use axum::{
    body::Body,
    extract::State,
    http::HeaderMap,
    response::{IntoResponse, Response},
};

use crate::http::request::RequestIdExt;
use crate::http::response::Envelope;
use crate::http::server::AppState;
use crate::relay::{push_template, RelayError, TemplatePushRequest, TemplatePushResult};

/// Push one template message to each listed recipient.
///
/// The body is read under the template size limit before any decoding.
/// Once validated, the reply is always a success envelope; per-recipient
/// failures are reported inside it.
pub async fn send_template(
    State(state): State<AppState>,
    headers: HeaderMap,
    body: Body,
) -> Result<Envelope<TemplatePushResult>, RelayError> {
    let context = state.context();
    let limit = context.config.limits.template_body_bytes;

    let bytes = axum::body::to_bytes(body, limit)
        .await
        .map_err(|e| RelayError::invalid(format!("failed to read request body (limit {} bytes): {}", limit, e)))?;
    let request: TemplatePushRequest = serde_json::from_slice(&bytes)
        .map_err(|e| RelayError::invalid(format!("invalid JSON: {}", e)))?;
    let push = request.validate()?;

    tracing::info!(
        request_id = %headers.request_id(),
        template_id = %push.template_id,
        recipients = push.openids.len(),
        "Pushing template message"
    );

    let cancel = state.shutdown.child_token();
    let result = push_template(&context.upstream, &context.pacer, &push, &cancel).await;
    Ok(Envelope::success(result))
}

pub async fn unsupported() -> Response {
    RelayError::MethodNotAllowed("only POST is supported").into_response()
}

### What you need to do
For each line in the data that contains the string "TemplatePushRequest", give a copy of that line.

### Exercise response
use crate::relay::{push_template, RelayError, TemplatePushRequest, TemplatePushResult};
    let request: TemplatePushRequest = serde_json::from_slice(&bytes)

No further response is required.